GIVEN RECORDS:
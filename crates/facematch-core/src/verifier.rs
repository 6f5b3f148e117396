//! Pairwise face verification.
//!
//! [`FaceVerifier`] is the seam between batch orchestration and the face
//! engine. [`OnnxVerifier`] is the real implementation: decode, detect,
//! align, embed, compare.

use crate::detector::{DetectorError, FaceDetector};
use crate::recognizer::{FaceRecognizer, RecognizerError};
use crate::types::{Embedding, Verification};
use image::{ImageError, ImageReader, RgbImage};
use std::path::{Path, PathBuf};
use thiserror::Error;

pub const DETECTOR_MODEL_FILE: &str = "det_10g.onnx";
pub const RECOGNIZER_MODEL_FILE: &str = "w600k_r50.onnx";

/// Decides whether two images show the same person.
pub trait FaceVerifier {
    type Error: std::error::Error;

    fn verify(&mut self, reference: &Path, candidate: &Path) -> Result<Verification, Self::Error>;
}

impl<V: FaceVerifier + ?Sized> FaceVerifier for &mut V {
    type Error = V::Error;

    fn verify(&mut self, reference: &Path, candidate: &Path) -> Result<Verification, Self::Error> {
        (**self).verify(reference, candidate)
    }
}

#[derive(Error, Debug)]
pub enum VerifyError {
    #[error("failed to decode image {path}: {source}")]
    Image {
        path: String,
        #[source]
        source: image::ImageError,
    },
    #[error("face could not be detected in {0}")]
    NoFaceDetected(String),
    #[error(transparent)]
    Detector(#[from] DetectorError),
    #[error(transparent)]
    Recognizer(#[from] RecognizerError),
}

/// Locations of the two ONNX models.
#[derive(Debug, Clone, PartialEq)]
pub struct ModelPaths {
    pub detector: PathBuf,
    pub recognizer: PathBuf,
}

impl ModelPaths {
    /// Standard insightface file names inside `dir`.
    pub fn in_dir(dir: &Path) -> Self {
        Self {
            detector: dir.join(DETECTOR_MODEL_FILE),
            recognizer: dir.join(RECOGNIZER_MODEL_FILE),
        }
    }
}

struct Models {
    detector: FaceDetector,
    recognizer: FaceRecognizer,
}

struct CachedFace {
    path: PathBuf,
    embedding: Embedding,
    confidence: f32,
}

/// SCRFD + ArcFace verifier.
///
/// Models are loaded on first use. A load failure is returned to that caller
/// and attempted again on the next call. The reference embedding is cached
/// by path once it has been extracted successfully.
pub struct OnnxVerifier {
    paths: ModelPaths,
    threshold: f32,
    models: Option<Models>,
    reference: Option<CachedFace>,
}

impl OnnxVerifier {
    pub fn new(paths: ModelPaths, threshold: f32) -> Self {
        Self {
            paths,
            threshold,
            models: None,
            reference: None,
        }
    }
}

impl FaceVerifier for OnnxVerifier {
    type Error = VerifyError;

    fn verify(&mut self, reference: &Path, candidate: &Path) -> Result<Verification, VerifyError> {
        let models = loaded_models(&mut self.models, &self.paths)?;

        let cached = match self.reference.take() {
            Some(face) if face.path == reference => face,
            _ => {
                let (embedding, confidence) = embed(models, reference)?;
                tracing::debug!(path = %reference.display(), confidence, "reference face embedded");
                CachedFace {
                    path: reference.to_path_buf(),
                    embedding,
                    confidence,
                }
            }
        };
        let cached = self.reference.insert(cached);

        let (embedding, confidence) = embed(models, candidate)?;

        Ok(Verification::from_embeddings(
            &cached.embedding,
            &embedding,
            self.threshold,
            cached.confidence,
            confidence,
        ))
    }
}

fn loaded_models<'a>(
    slot: &'a mut Option<Models>,
    paths: &ModelPaths,
) -> Result<&'a mut Models, VerifyError> {
    let models = match slot.take() {
        Some(models) => models,
        None => {
            let detector = FaceDetector::load(&paths.detector)?;
            let recognizer = FaceRecognizer::load(&paths.recognizer)?;
            Models { detector, recognizer }
        }
    };
    Ok(slot.insert(models))
}

/// Decode the image at `path`, choosing the decoder from the file contents.
///
/// The extension is only a fallback when the contents are not recognized.
fn decode_image(path: &Path) -> Result<RgbImage, VerifyError> {
    ImageReader::open(path)
        .and_then(|reader| reader.with_guessed_format())
        .map_err(ImageError::IoError)
        .and_then(|reader| reader.decode())
        .map(|image| image.to_rgb8())
        .map_err(|source| VerifyError::Image {
            path: path.display().to_string(),
            source,
        })
}

/// Embed the most confident face in the image at `path`.
fn embed(models: &mut Models, path: &Path) -> Result<(Embedding, f32), VerifyError> {
    let image = decode_image(path)?;

    let face = models
        .detector
        .detect(&image)?
        .into_iter()
        .next()
        .ok_or_else(|| VerifyError::NoFaceDetected(path.display().to_string()))?;

    let embedding = models.recognizer.extract(&image, &face)?;
    Ok((embedding, face.confidence))
}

EXERCISE DETAILS: Please state how many lines in the listing contain the string "ImageReader", and give nothing besides that number.

YOUR SOLUTION: 2